There are a few people that keep repeating those early days of sobriety over and over again, they get the first day or two (or even three) under their belt, and then slip up again. It highlights a conflict I have over what advice to give people when they slip up.
On the one hand if people slip up there is no point them beating themselves up over it. What’s done is done, and putting yourself through the wringer isn’t going to help. In fact in many ways it can make things worse. We tend to drink to relieve negative emotions and the guilt of falling off the wagon can be a further trigger to drink in and of itself. So all in all there’s little to be gained in berating someone for failing to stop.
But the problem is with this approach is that the less of a big deal you make of drinking again, the easier it is to do. Your commitment to stopping drinking is like a nail, upon which you hang your life of sobriety. Every time you start drinking again, you’re pulling the nail out of the wall, and your life of sobriety goes clattering down on the floor to be smashed to pieces. Then when you stop you bang the nail back in the same hole and try again. Then you start drinking again and out comes the nail. So what happens? The nail gets loser and loser as it keeps going into and coming out of the same hole. In the end it’s so loose it just falls out all the time.
There are several reasons for this. One is certainly. Allen Carr taught us over 35 years ago that certainty is a huge part in defeating addiction. The spiral of craving is you thinking about having a drink, about how nice it would be, how relaxing it will feel, how miserable you are without it, how all your problems will just miraculously drift away in a sea of euphoria if you were to just have that one drink. If you start thinking along these lines all you’re doing is torturing yourself and making yourself miserable. If you are absolutely certain that you’ll never have a drink again you don’t even waste time thinking about having a drink. You may think about alcohol generally, but you don’t seriously entertain the thought of actually having a drink. It is the latter, and not the former, that causes the craving.

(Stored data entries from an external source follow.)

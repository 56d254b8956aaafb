//! Inventory models: items, lots, ledger entries, procurement, counts, waste

use chrono::{DateTime, NaiveDate, Utc};
use rust_decimal::Decimal;
use serde::{Deserialize, Serialize};
use std::fmt;
use std::str::FromStr;
use validator::Validate;

/// Measurement unit of a stock quantity
#[derive(Debug, Clone, Copy, PartialEq, Eq, Hash, PartialOrd, Ord, Serialize, Deserialize)]
#[serde(rename_all = "lowercase")]
pub enum Unit {
    G,
    Kg,
    Ml,
    Cl,
    L,
    Each,
}

#[derive(Debug, Clone, Copy, PartialEq, Eq)]
enum Dimension {
    Mass,
    Volume,
    Count,
}

impl Unit {
    fn dimension(&self) -> Dimension {
        match self {
            Unit::G | Unit::Kg => Dimension::Mass,
            Unit::Ml | Unit::Cl | Unit::L => Dimension::Volume,
            Unit::Each => Dimension::Count,
        }
    }

    /// Multiplier to the smallest unit of the same dimension
    fn factor(&self) -> Decimal {
        match self {
            Unit::G | Unit::Ml | Unit::Each => Decimal::ONE,
            Unit::Cl => Decimal::TEN,
            Unit::Kg | Unit::L => Decimal::ONE_THOUSAND,
        }
    }

    pub fn as_str(&self) -> &'static str {
        match self {
            Unit::G => "g",
            Unit::Kg => "kg",
            Unit::Ml => "ml",
            Unit::Cl => "cl",
            Unit::L => "l",
            Unit::Each => "each",
        }
    }

    /// Convert `qty` expressed in `self` into `to`.
    ///
    /// Returns `None` when the units measure different things (mass vs volume).
    pub fn convert(&self, qty: Decimal, to: Unit) -> Option<Decimal> {
        if self.dimension() != to.dimension() {
            return None;
        }
        if *self == to {
            return Some(qty);
        }
        Some(qty * self.factor() / to.factor())
    }
}

impl fmt::Display for Unit {
    fn fmt(&self, f: &mut fmt::Formatter<'_>) -> fmt::Result {
        f.write_str(self.as_str())
    }
}

impl FromStr for Unit {
    type Err = String;

    fn from_str(s: &str) -> Result<Self, Self::Err> {
        match s.to_ascii_lowercase().as_str() {
            "g" => Ok(Unit::G),
            "kg" => Ok(Unit::Kg),
            "ml" => Ok(Unit::Ml),
            "cl" => Ok(Unit::Cl),
            "l" => Ok(Unit::L),
            "each" | "ea" | "pcs" => Ok(Unit::Each),
            other => Err(format!("unknown unit '{other}'")),
        }
    }
}

/// What happens when a consumption exceeds on-hand stock
#[derive(Debug, Clone, Copy, PartialEq, Eq, Default, Serialize, Deserialize)]
#[serde(rename_all = "SCREAMING_SNAKE_CASE")]
pub enum StockPolicy {
    /// Drain available lots, book the shortfall without a lot and warn
    #[default]
    AllowNegative,
    /// Refuse with INSUFFICIENT_STOCK
    Block,
}

/// Stock item (ingredient or sellable good)
#[derive(Debug, Clone, PartialEq, Serialize, Deserialize)]
pub struct Item {
    pub id: String,
    pub venue_id: String,
    pub name: String,
    pub base_unit: Unit,
    pub reorder_point: Decimal,
    pub reorder_qty: Decimal,
    /// Cached projection of the ledger
    pub current_stock: Decimal,
    /// Seq of the last ledger entry folded into `current_stock`
    pub last_seq: u64,
    /// Latest unit cost in minor units
    pub cost: i64,
    #[serde(default)]
    pub stock_policy: StockPolicy,
    #[serde(default)]
    pub auto_reorder: bool,
    #[serde(default)]
    pub archived: bool,
    pub created_at: DateTime<Utc>,
    pub updated_at: DateTime<Utc>,
}

/// Create item payload
#[derive(Debug, Clone, Serialize, Deserialize, Validate)]
pub struct ItemCreate {
    #[validate(length(min = 1, max = 64))]
    pub venue_id: String,
    #[validate(length(min = 1, max = 200))]
    pub name: String,
    pub base_unit: Unit,
    #[serde(default)]
    pub reorder_point: Decimal,
    #[serde(default)]
    pub reorder_qty: Decimal,
    #[serde(default)]
    #[validate(range(min = 0))]
    pub cost: i64,
    #[serde(default)]
    pub stock_policy: Option<StockPolicy>,
    #[serde(default)]
    pub auto_reorder: bool,
}

/// Update item payload
#[derive(Debug, Clone, Default, Serialize, Deserialize)]
pub struct ItemUpdate {
    pub name: Option<String>,
    pub reorder_point: Option<Decimal>,
    pub reorder_qty: Option<Decimal>,
    pub stock_policy: Option<StockPolicy>,
    pub auto_reorder: Option<bool>,
}

/// A received batch of an item
#[derive(Debug, Clone, PartialEq, Serialize, Deserialize)]
pub struct Lot {
    /// Storage key, scoped to the item
    pub id: String,
    pub item_id: String,
    /// Supplier lot number; unique per item, not across items
    #[serde(default)]
    pub lot_number: Option<String>,
    pub received_at: DateTime<Utc>,
    pub expiry_date: Option<NaiveDate>,
    pub qty_received: Decimal,
    pub qty_remaining: Decimal,
    /// Unit cost in minor units
    pub unit_cost: i64,
    /// Purchase order the lot came from
    pub source_ref: Option<String>,
    /// Per-item reconciliation lot; the only lot allowed below zero
    #[serde(default)]
    pub reconciliation: bool,
}

impl Lot {
    pub fn is_depleted(&self) -> bool {
        !self.reconciliation && self.qty_remaining <= Decimal::ZERO
    }
}

/// Why a ledger entry exists
#[derive(Debug, Clone, Copy, PartialEq, Eq, Hash, Serialize, Deserialize)]
#[serde(rename_all = "SCREAMING_SNAKE_CASE")]
pub enum LedgerReason {
    Receipt,
    Consumption,
    StockAdjustment,
    Waste,
    Transfer,
}

impl LedgerReason {
    pub fn as_str(&self) -> &'static str {
        match self {
            LedgerReason::Receipt => "RECEIPT",
            LedgerReason::Consumption => "CONSUMPTION",
            LedgerReason::StockAdjustment => "STOCK_ADJUSTMENT",
            LedgerReason::Waste => "WASTE",
            LedgerReason::Transfer => "TRANSFER",
        }
    }
}

/// What kind of document caused a ledger entry
#[derive(Debug, Clone, Copy, PartialEq, Eq, Hash, Serialize, Deserialize)]
#[serde(rename_all = "SCREAMING_SNAKE_CASE")]
pub enum RefType {
    PurchaseOrder,
    Order,
    Count,
    Waste,
    Void,
    Transfer,
}

impl RefType {
    pub fn as_str(&self) -> &'static str {
        match self {
            RefType::PurchaseOrder => "PURCHASE_ORDER",
            RefType::Order => "ORDER",
            RefType::Count => "COUNT",
            RefType::Waste => "WASTE",
            RefType::Void => "VOID",
            RefType::Transfer => "TRANSFER",
        }
    }
}

/// Immutable, hash-chained stock event
#[derive(Debug, Clone, PartialEq, Serialize, Deserialize)]
pub struct LedgerEntry {
    pub id: String,
    pub item_id: String,
    /// Monotonic per item, contiguous, starting at 1
    pub seq: u64,
    pub qty_delta: Decimal,
    pub unit: Unit,
    pub reason: LedgerReason,
    pub ref_type: RefType,
    pub ref_id: String,
    pub lot_number: Option<String>,
    pub expiry_date: Option<NaiveDate>,
    pub prev_hash: String,
    pub entry_hash: String,
    pub created_at: DateTime<Utc>,
}

/// One lot draw produced by a FIFO consumption
#[derive(Debug, Clone, PartialEq, Serialize, Deserialize)]
pub struct ConsumptionDetail {
    pub item_id: String,
    /// `None` for the unbacked shortfall under ALLOW_NEGATIVE
    pub lot_id: Option<String>,
    pub qty: Decimal,
    pub unit_cost: i64,
    pub expiry_date: Option<NaiveDate>,
    /// Ledger seq of the entry recording this draw
    pub seq: u64,
}

/// Stock position of an item
#[derive(Debug, Clone, PartialEq, Serialize, Deserialize)]
pub struct StockSnapshot {
    pub item_id: String,
    pub current_stock: Decimal,
    pub last_seq: u64,
    pub lots: Vec<Lot>,
    pub reorder_needed: bool,
}

/// Result of a hash-chain verification
#[derive(Debug, Clone, PartialEq, Eq, Serialize, Deserialize)]
pub struct ChainVerification {
    pub item_id: String,
    pub ok: bool,
    pub entries: u64,
    pub first_broken_seq: Option<u64>,
}

// ==================== Suppliers & purchase orders ====================

#[derive(Debug, Clone, PartialEq, Serialize, Deserialize)]
pub struct Supplier {
    pub id: String,
    pub venue_id: String,
    pub name: String,
    pub email: Option<String>,
    pub phone: Option<String>,
    pub created_at: DateTime<Utc>,
}

#[derive(Debug, Clone, Serialize, Deserialize, Validate)]
pub struct SupplierCreate {
    #[validate(length(min = 1, max = 64))]
    pub venue_id: String,
    #[validate(length(min = 1, max = 200))]
    pub name: String,
    #[validate(email)]
    pub email: Option<String>,
    pub phone: Option<String>,
}

#[derive(Debug, Clone, Copy, PartialEq, Eq, Serialize, Deserialize)]
#[serde(rename_all = "SCREAMING_SNAKE_CASE")]
pub enum PurchaseOrderStatus {
    Draft,
    Approved,
    PartiallyReceived,
    Received,
}

#[derive(Debug, Clone, PartialEq, Serialize, Deserialize)]
pub struct PurchaseOrderLine {
    pub item_id: String,
    pub qty_ordered: Decimal,
    pub qty_received: Decimal,
    pub unit_cost: i64,
}

impl PurchaseOrderLine {
    pub fn outstanding(&self) -> Decimal {
        (self.qty_ordered - self.qty_received).max(Decimal::ZERO)
    }
}

#[derive(Debug, Clone, PartialEq, Serialize, Deserialize)]
pub struct PurchaseOrder {
    pub id: String,
    pub display_id: String,
    pub venue_id: String,
    pub supplier_id: String,
    pub status: PurchaseOrderStatus,
    pub lines: Vec<PurchaseOrderLine>,
    pub created_by: String,
    pub created_at: DateTime<Utc>,
    pub approved_at: Option<DateTime<Utc>>,
    pub received_at: Option<DateTime<Utc>>,
}

#[derive(Debug, Clone, Serialize, Deserialize, Validate)]
pub struct PurchaseOrderLineInput {
    #[validate(length(min = 1))]
    pub item_id: String,
    pub qty: Decimal,
    #[validate(range(min = 0))]
    pub unit_cost: i64,
}

#[derive(Debug, Clone, Serialize, Deserialize, Validate)]
pub struct PurchaseOrderCreate {
    #[validate(length(min = 1, max = 64))]
    pub venue_id: String,
    #[validate(length(min = 1))]
    pub supplier_id: String,
    #[validate(length(min = 1), nested)]
    pub lines: Vec<PurchaseOrderLineInput>,
}

/// One line of a goods receipt
#[derive(Debug, Clone, Serialize, Deserialize, Validate)]
pub struct ReceiveLine {
    #[validate(length(min = 1))]
    pub item_id: String,
    pub qty_received: Decimal,
    /// Supplier lot number; generated when absent
    pub lot_number: Option<String>,
    pub expiry_date: Option<NaiveDate>,
    /// Overrides the PO line cost
    pub unit_cost: Option<i64>,
}

#[derive(Debug, Clone, Serialize, Deserialize, Validate)]
pub struct ReceivePurchaseOrder {
    #[validate(length(min = 1), nested)]
    pub lines: Vec<ReceiveLine>,
}

// ==================== Stock counts ====================

#[derive(Debug, Clone, Copy, PartialEq, Eq, Serialize, Deserialize)]
#[serde(rename_all = "SCREAMING_SNAKE_CASE")]
pub enum StockCountStatus {
    InProgress,
    Completed,
}

#[derive(Debug, Clone, PartialEq, Serialize, Deserialize)]
pub struct StockCountLine {
    pub item_id: String,
    pub counted_qty: Decimal,
    /// Stock on hand when the line was submitted
    pub theoretical_qty: Decimal,
    pub variance: Decimal,
}

#[derive(Debug, Clone, PartialEq, Serialize, Deserialize)]
pub struct StockCount {
    pub id: String,
    pub display_id: String,
    pub venue_id: String,
    pub status: StockCountStatus,
    pub lines: Vec<StockCountLine>,
    pub started_by: String,
    pub started_at: DateTime<Utc>,
    pub completed_at: Option<DateTime<Utc>>,
    /// Number of ledger entries emitted on completion
    #[serde(default)]
    pub adjustments: u32,
}

#[derive(Debug, Clone, Serialize, Deserialize, Validate)]
pub struct StockCountStart {
    #[validate(length(min = 1, max = 64))]
    pub venue_id: String,
}

#[derive(Debug, Clone, Serialize, Deserialize, Validate)]
pub struct CountLineInput {
    #[validate(length(min = 1))]
    pub item_id: String,
    pub counted_qty: Decimal,
}

// ==================== Waste ====================

#[derive(Debug, Clone, PartialEq, Serialize, Deserialize)]
pub struct WasteRecord {
    pub id: String,
    pub venue_id: String,
    pub item_id: String,
    pub qty: Decimal,
    pub reason_code: String,
    pub notes: Option<String>,
    pub details: Vec<ConsumptionDetail>,
    pub created_by: String,
    pub created_at: DateTime<Utc>,
}

#[derive(Debug, Clone, Serialize, Deserialize, Validate)]
pub struct WasteCreate {
    #[validate(length(min = 1))]
    pub item_id: String,
    pub qty: Decimal,
    #[validate(length(min = 1, max = 64))]
    pub reason_code: String,
    #[validate(length(max = 500))]
    pub notes: Option<String>,
}

// ==================== Procurement events ====================

/// Emitted when stock falls to or below the reorder point
#[derive(Debug, Clone, PartialEq, Serialize, Deserialize)]
pub struct LowStockEvent {
    pub item_id: String,
    pub venue_id: String,
    pub item_name: String,
    pub current_stock: Decimal,
    pub reorder_point: Decimal,
    pub reorder_qty: Decimal,
    pub at: DateTime<Utc>,
}

#[derive(Debug, Clone, PartialEq, Serialize, Deserialize)]
#[serde(tag = "type", rename_all = "SCREAMING_SNAKE_CASE")]
pub enum OutboxPayload {
    LowStock(LowStockEvent),
}

/// Durable event awaiting delivery to a collaborator
///
/// Rows leave the outbox once delivered.
#[derive(Debug, Clone, PartialEq, Serialize, Deserialize)]
pub struct OutboxEvent {
    pub seq: u64,
    pub payload: OutboxPayload,
    pub created_at: DateTime<Utc>,
    pub attempts: u32,
}

#[cfg(test)]
mod tests {
    use super::*;
    use rust_decimal_macros::dec;

    #[test]
    fn test_unit_conversion() {
        assert_eq!(Unit::Kg.convert(dec!(1.5), Unit::G), Some(dec!(1500)));
        assert_eq!(Unit::Ml.convert(dec!(250), Unit::L), Some(dec!(0.25)));
        assert_eq!(Unit::Cl.convert(dec!(4), Unit::Ml), Some(dec!(40)));
        assert_eq!(Unit::Each.convert(dec!(3), Unit::Each), Some(dec!(3)));
        assert_eq!(Unit::G.convert(dec!(1), Unit::Ml), None);
    }

    #[test]
    fn test_unit_parse() {
        assert_eq!("KG".parse::<Unit>().unwrap(), Unit::Kg);
        assert_eq!("ea".parse::<Unit>().unwrap(), Unit::Each);
        assert!("cup".parse::<Unit>().is_err());
    }

    #[test]
    fn test_reason_wire_names() {
        let json = serde_json::to_string(&LedgerReason::StockAdjustment).unwrap();
        assert_eq!(json, "\"STOCK_ADJUSTMENT\"");
        assert_eq!(LedgerReason::StockAdjustment.as_str(), "STOCK_ADJUSTMENT");
        let json = serde_json::to_string(&RefType::PurchaseOrder).unwrap();
        assert_eq!(json, "\"PURCHASE_ORDER\"");
    }

    #[test]
    fn test_item_create_validation() {
        let create = ItemCreate {
            venue_id: String::new(),
            name: "Flour".into(),
            base_unit: Unit::Kg,
            reorder_point: Decimal::ZERO,
            reorder_qty: Decimal::ZERO,
            cost: 120,
            stock_policy: None,
            auto_reorder: false,
        };
        assert!(create.validate().is_err());
    }
}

If you are constantly stopping and starting then there is no certainty. If you have stopped a hundred times and started again, then why should the next time be any different? In fact all indications must be that this time you are as doomed to fail as all the other times, if not more so, because the certainty of your stopping decreases every time you fail to stop.

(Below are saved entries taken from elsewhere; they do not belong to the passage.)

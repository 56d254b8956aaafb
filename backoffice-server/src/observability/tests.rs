use super::*;
use parking_lot::Mutex;
use serde_json::json;
use std::collections::BTreeMap;

use crate::db::Storage;

/// Records calls and answers with a fixed status
struct RecordingReplayer {
    status: Mutex<u16>,
    calls: Mutex<Vec<ReplayCall>>,
}

impl RecordingReplayer {
    fn new(status: u16) -> Arc<Self> {
        Arc::new(Self {
            status: Mutex::new(status),
            calls: Mutex::new(Vec::new()),
        })
    }
}

#[async_trait::async_trait]
impl Replayer for RecordingReplayer {
    async fn replay(&self, call: &ReplayCall) -> Result<ReplayReply, String> {
        self.calls.lock().push(call.clone());
        let status_code = *self.status.lock();
        Ok(ReplayReply {
            status_code,
            body: json!({ "ok": status_code < 400 }),
        })
    }
}

fn inbox(replayer: Arc<RecordingReplayer>) -> ErrorInbox {
    let storage = Storage::open_in_memory().unwrap();
    ErrorInbox::new(storage, ReplayConfig::default(), replayer)
}

fn payment_failure(venue: &str, order_id: &str) -> FailedRequest {
    FailedRequest {
        venue_id: venue.into(),
        method: "POST".into(),
        path: format!("/api/pos/orders/{order_id}/payments"),
        query: BTreeMap::new(),
        body: json!({"amount": 5000, "method": "CARD", "card_number": "4111111111111111"}),
        status_code: 422,
        response: json!({"ok": false, "code": "PAYMENT_INVALID_AMOUNT", "message": "Amount exceeds balance"}),
    }
}

#[test]
fn test_capture_redacts_and_merges() {
    let inbox = inbox(RecordingReplayer::new(200));
    let first = inbox.capture(payment_failure("v1", "ORD-000001")).unwrap();
    assert_eq!(first.display_id, "ERR-000001");
    assert_eq!(first.domain, "pos");
    assert_eq!(first.severity, Severity::Medium);
    assert_eq!(first.source.body["card_number"], capture::REDACTED);
    assert_eq!(first.error.code, "PAYMENT_INVALID_AMOUNT");

    // Same route and code on another order: one record, two occurrences
    let second = inbox.capture(payment_failure("v1", "ORD-000002")).unwrap();
    assert_eq!(second.id, first.id);
    assert_eq!(second.occurrence_count, 2);
    assert!(second.last_seen_at >= first.last_seen_at);

    // Another venue gets its own record
    let other = inbox.capture(payment_failure("v2", "ORD-000001")).unwrap();
    assert_ne!(other.id, first.id);
    assert_eq!(other.display_id, "ERR-000002");
}

#[tokio::test]
async fn test_retry_with_editable_patch_resolves() {
    let replayer = RecordingReplayer::new(200);
    let inbox = inbox(replayer.clone());
    let record = inbox.capture(payment_failure("v1", "ORD-000001")).unwrap();

    let token = inbox.mint_token(&record.id, "alice").unwrap();
    let request = RetryRequest {
        token: token.token.clone(),
        patch: shared::models::RetryPatch {
            body: Some(serde_json::from_value(json!({"amount": 4000})).unwrap()),
            ..Default::default()
        },
    };
    let outcome = inbox
        .retry(&record.id, &request, "alice", Some("Bearer t".into()))
        .await
        .unwrap();

    assert!(outcome.resolved);
    assert_eq!(outcome.attempt, 1);
    assert_eq!(outcome.idempotency_key, format!("OBS-RETRY-{}-1", record.id));

    let calls = replayer.calls.lock();
    assert_eq!(calls.len(), 1);
    assert_eq!(calls[0].path, "/api/pos/orders/ORD-000001/payments");
    assert_eq!(calls[0].body["amount"], 4000);
    assert_eq!(calls[0].body["method"], "CARD");
    // The redacted card number is not replayed
    assert!(calls[0].body.get("card_number").is_none());
    assert_eq!(calls[0].authorization.as_deref(), Some("Bearer t"));
    drop(calls);

    let stored = inbox.get(&record.id).unwrap();
    assert_eq!(stored.status, ErrorStatus::Resolved);
    assert_eq!(stored.resolved_by.as_deref(), Some("alice"));
    assert_eq!(stored.steps.last().unwrap().kind, StepKind::RetrySucceeded);
}

#[tokio::test]
async fn test_token_is_single_use_and_patch_is_checked() {
    let replayer = RecordingReplayer::new(500);
    let inbox = inbox(replayer.clone());
    let record = inbox.capture(payment_failure("v1", "ORD-000001")).unwrap();

    // Unknown field: token is spent, nothing replayed
    let token = inbox.mint_token(&record.id, "alice").unwrap();
    let bad = RetryRequest {
        token: token.token.clone(),
        patch: shared::models::RetryPatch {
            body: Some(serde_json::from_value(json!({"tip": 100})).unwrap()),
            ..Default::default()
        },
    };
    let err = inbox.retry(&record.id, &bad, "alice", None).await.unwrap_err();
    assert!(matches!(err, ReplayError::FieldNotEditable { .. }));
    let app: AppError = err.into();
    assert_eq!(app.code, ErrorCode::FieldNotEditable);

    let err = inbox.retry(&record.id, &bad, "alice", None).await.unwrap_err();
    assert!(matches!(err, ReplayError::TokenUsed));
    assert!(replayer.calls.lock().is_empty());

    // Another user's token
    let token = inbox.mint_token(&record.id, "alice").unwrap();
    let req = RetryRequest {
        token: token.token,
        patch: Default::default(),
    };
    let err = inbox.retry(&record.id, &req, "bob", None).await.unwrap_err();
    assert!(matches!(err, ReplayError::TokenUserMismatch));

    // Failing replay counts an attempt and keeps the record open
    let token = inbox.mint_token(&record.id, "alice").unwrap();
    let req = RetryRequest {
        token: token.token,
        patch: Default::default(),
    };
    let outcome = inbox.retry(&record.id, &req, "alice", None).await.unwrap();
    assert!(!outcome.resolved);
    let stored = inbox.get(&record.id).unwrap();
    assert_eq!(stored.retry_attempts, 1);
    assert_eq!(stored.status, ErrorStatus::Open);

    // Next attempt carries the next key
    *replayer.status.lock() = 201;
    let token = inbox.mint_token(&record.id, "alice").unwrap();
    let req = RetryRequest {
        token: token.token,
        patch: Default::default(),
    };
    let outcome = inbox.retry(&record.id, &req, "alice", None).await.unwrap();
    assert_eq!(outcome.idempotency_key, format!("OBS-RETRY-{}-2", record.id));
    assert!(outcome.resolved);
}

#[tokio::test]
async fn test_outstanding_token_cannot_replay_a_closed_record() {
    let replayer = RecordingReplayer::new(200);
    let inbox = inbox(replayer.clone());
    let record = inbox.capture(payment_failure("v1", "ORD-000001")).unwrap();

    let first = inbox.mint_token(&record.id, "alice").unwrap();
    let second = inbox.mint_token(&record.id, "bob").unwrap();
    let req = |token: String| RetryRequest {
        token,
        patch: Default::default(),
    };

    let outcome = inbox.retry(&record.id, &req(first.token), "alice", None).await.unwrap();
    assert!(outcome.resolved);

    let err = inbox
        .retry(&record.id, &req(second.token), "bob", None)
        .await
        .unwrap_err();
    assert!(matches!(
        err,
        ReplayError::InvalidState {
            status: ErrorStatus::Resolved,
            ..
        }
    ));
    assert_eq!(replayer.calls.lock().len(), 1);
    let stored = inbox.get(&record.id).unwrap();
    assert_eq!(stored.resolved_by.as_deref(), Some("alice"));

    // Suppressed records refuse too
    let other = inbox.capture(payment_failure("v2", "ORD-000001")).unwrap();
    let token = inbox.mint_token(&other.id, "alice").unwrap();
    inbox.suppress(&other.id, "manager").unwrap();
    let err = inbox.retry(&other.id, &req(token.token), "alice", None).await.unwrap_err();
    assert!(matches!(
        err,
        ReplayError::InvalidState {
            status: ErrorStatus::Suppressed,
            ..
        }
    ));
    assert_eq!(replayer.calls.lock().len(), 1);
}

/// Holds each replay until released
struct GatedReplayer {
    entered: tokio::sync::Notify,
    release: tokio::sync::Notify,
    calls: Mutex<u32>,
}

#[async_trait::async_trait]
impl Replayer for GatedReplayer {
    async fn replay(&self, _call: &ReplayCall) -> Result<ReplayReply, String> {
        *self.calls.lock() += 1;
        self.entered.notify_one();
        self.release.notified().await;
        Ok(ReplayReply {
            status_code: 200,
            body: json!({ "ok": true }),
        })
    }
}

#[tokio::test]
async fn test_concurrent_retries_replay_once() {
    let replayer = Arc::new(GatedReplayer {
        entered: tokio::sync::Notify::new(),
        release: tokio::sync::Notify::new(),
        calls: Mutex::new(0),
    });
    let storage = Storage::open_in_memory().unwrap();
    let inbox = ErrorInbox::new(storage, ReplayConfig::default(), replayer.clone());
    let record = inbox.capture(payment_failure("v1", "ORD-000001")).unwrap();

    let first = inbox.mint_token(&record.id, "alice").unwrap();
    let second = inbox.mint_token(&record.id, "bob").unwrap();

    let running = {
        let inbox = inbox.clone();
        let id = record.id.clone();
        tokio::spawn(async move {
            let req = RetryRequest {
                token: first.token,
                patch: Default::default(),
            };
            inbox.retry(&id, &req, "alice", None).await
        })
    };
    replayer.entered.notified().await;

    let req = RetryRequest {
        token: second.token.clone(),
        patch: Default::default(),
    };
    let err = inbox.retry(&record.id, &req, "bob", None).await.unwrap_err();
    assert!(matches!(err, ReplayError::RetryInFlight(_)));

    replayer.release.notify_one();
    assert!(running.await.unwrap().unwrap().resolved);
    assert_eq!(*replayer.calls.lock(), 1);

    // The refused token was not spent, but the record is closed now
    let err = inbox.retry(&record.id, &req, "bob", None).await.unwrap_err();
    assert!(matches!(err, ReplayError::InvalidState { .. }));
}

#[tokio::test]
async fn test_replay_refuses_paths_off_the_allow_list() {
    let replayer = RecordingReplayer::new(200);
    let inbox = inbox(replayer.clone());
    let mut failed = payment_failure("v1", "ORD-000001");
    failed.path = "/api/payroll/compute-9".into();
    let record = inbox.capture(failed).unwrap();

    let token = inbox.mint_token(&record.id, "alice").unwrap();
    let req = RetryRequest {
        token: token.token,
        patch: Default::default(),
    };
    let err = inbox.retry(&record.id, &req, "alice", None).await.unwrap_err();
    assert!(matches!(err, ReplayError::PathNotAllowed(_)));

    // Path variables cannot climb out of the allowed prefix
    let record = inbox.capture(payment_failure("v1", "ORD-000001")).unwrap();
    let token = inbox.mint_token(&record.id, "alice").unwrap();
    let req = RetryRequest {
        token: token.token,
        patch: shared::models::RetryPatch {
            path: Some(BTreeMap::from([("id".to_string(), "..".to_string())])),
            ..Default::default()
        },
    };
    let err = inbox.retry(&record.id, &req, "alice", None).await.unwrap_err();
    assert!(matches!(err, ReplayError::PathNotAllowed(_)));
    assert!(replayer.calls.lock().is_empty());
}

#[test]
fn test_inbox_filters_sort_and_scope() {
    let inbox = inbox(RecordingReplayer::new(200));
    let pay = inbox.capture(payment_failure("v1", "ORD-000001")).unwrap();
    inbox.capture(payment_failure("v1", "ORD-000002")).unwrap();
    let kds = inbox
        .capture(FailedRequest {
            venue_id: "v1".into(),
            method: "POST".into(),
            path: "/api/kds/tickets/T1/bump".into(),
            query: BTreeMap::new(),
            body: json!({"target": "READY"}),
            status_code: 500,
            response: json!({"ok": false, "code": "INTERNAL_ERROR", "message": "boom"}),
        })
        .unwrap();

    let query = |f: fn(&mut InboxQuery)| {
        let mut q = InboxQuery {
            venue_id: "v1".into(),
            page: 1,
            page_size: 25,
            ..Default::default()
        };
        f(&mut q);
        inbox.list(&q).unwrap()
    };

    assert_eq!(query(|_| {}).total, 2);
    let by_domain = query(|q| q.domains = Some("kds".into()));
    assert_eq!(by_domain.items[0].id, kds.id);
    let by_severity = query(|q| q.severities = Some("high".into()));
    assert_eq!(by_severity.total, 1);
    let by_text = query(|q| q.q = Some("exceeds".into()));
    assert_eq!(by_text.items[0].id, pay.id);
    let by_count = query(|q| q.sort = InboxSort::OccurrencesDesc);
    assert_eq!(by_count.items[0].id, pay.id);
    let paged = query(|q| q.page_size = 1);
    assert_eq!(paged.items.len(), 1);
    assert_eq!(paged.total, 2);

    let mut global = InboxQuery {
        venue_id: "GLOBAL".into(),
        page: 1,
        page_size: 25,
        ..Default::default()
    };
    let err = inbox.list(&global).unwrap_err();
    assert_eq!(AppError::from(err).code, ErrorCode::PermissionDenied);

    global.venue_id = "v1".into();
    global.statuses = Some("BOGUS".into());
    assert!(matches!(inbox.list(&global), Err(ReplayError::InvalidFilter(_))));
}

#[test]
fn test_acknowledge_and_suppress() {
    let inbox = inbox(RecordingReplayer::new(200));
    let record = inbox.capture(payment_failure("v1", "ORD-000001")).unwrap();

    let acked = inbox.acknowledge(&record.id, "alice").unwrap();
    assert_eq!(acked.status, ErrorStatus::Acked);
    let suppressed = inbox.suppress(&record.id, "alice").unwrap();
    assert_eq!(suppressed.status, ErrorStatus::Suppressed);
    assert!(matches!(
        inbox.acknowledge(&record.id, "alice"),
        Err(ReplayError::InvalidState { .. })
    ));
    assert!(matches!(
        inbox.mint_token(&record.id, "alice"),
        Err(ReplayError::InvalidState { .. })
    ));
    assert!(matches!(inbox.get("missing"), Err(ReplayError::RecordNotFound(_))));
}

So how do you get round this? Well, you need to start all over again, to bang that nail in an entirely different place. Start afresh. Don’t use the same gaping hole you’ve used on the last 20 occasions. How do you do this?
Firstly, and most obviously, you need to analyse what went wrong. An argument with your partner, a social occasion, or you just finished work one day and wanted a drink. You need to sit down and think about that situation and think how you will react next time round knowing you cannot drink when it comes around again. Argument with a partner? Go out for a run or walk. Social occasion? Plan in your mind how much you will enjoy watching all the idiots lose control, how nice it will be to leave whenever you like and drive home, and when you get there to sleep well and wake up refreshed. Wanted a drink after work? Go home, sit on the sofa, watch a film, order a meal.
Plan for these occasions, plan for the one that made you fail, and any others you can think of that didn’t crop up but might have, and might cause you a problem.
This first point, in essence can be summed up in one word; PREPARE.
Secondly, when you stop, make it an occasion and make a proper commitment to it. Don’t go through the endless cycle of drink, hangover, remorse, stop, day 1, drink, hangover, remorse, stop, day 1, drink, etc etc. Cut that cycle dead. Give yourself a day when you will take your very last drink. Don’t go out that day, drink at home, on your own. Concentrate on every last syrupy, sickly, poisonous, disgusting mouthful of it. Use it to solidify in your mind the entire pointless miserable cycle of drinking. When you’ve had your fill and are ready for bed, take one last drink. Make a commitment at that point to never ever drink again. Promise yourself that whatever happens for the rest of your life, good times or bad, that you will never ever drink again. Know that if you do drink again that you have FAILED. That may sound harsh, but it’s true. You need to appreciate that this is a battle, you either win or you lose. If you drink again, you’ve lost. You cannot go in with the mind-set that if you drink again it’s no problem, you can just stop again. If you go in with that mind-set you’ve already failed. You make it far too easy to drink again and put off stopping to the next day. And the next, and the next. Before you know it 20 years will have gone by, 20 years you’ll never get back, and you’ll spent them puffy faced, bleary eyed, miserable, tired, overweight, riddled with anxiety, and hating yourself.
You need to get away from the idea that if you stop enough times something will eventually ‘click’ and it will all suddenly, miraculously, fall into place. Lots of people stop time and again and then suddenly crack it. But they don’t achieve this by repeating the same, tired, doomed to fail, formula. They get there by analysing, preparing, learning, thinking and improving. Thomas Edison supposedly tried and failed, over 1,000 times before inventing the lightbulb. Trust me, he didn’t just do the same thing 1,000 times or he’d never have got there. Allegedly, when asked how it felt to fail 1,000 times, he said;
“I didn’t fail 1,000 times. The light bulb was an invention with 1,000 steps.”
Remember, a step is moving forward. Doing the same thing again isn’t a step, it’s languishing.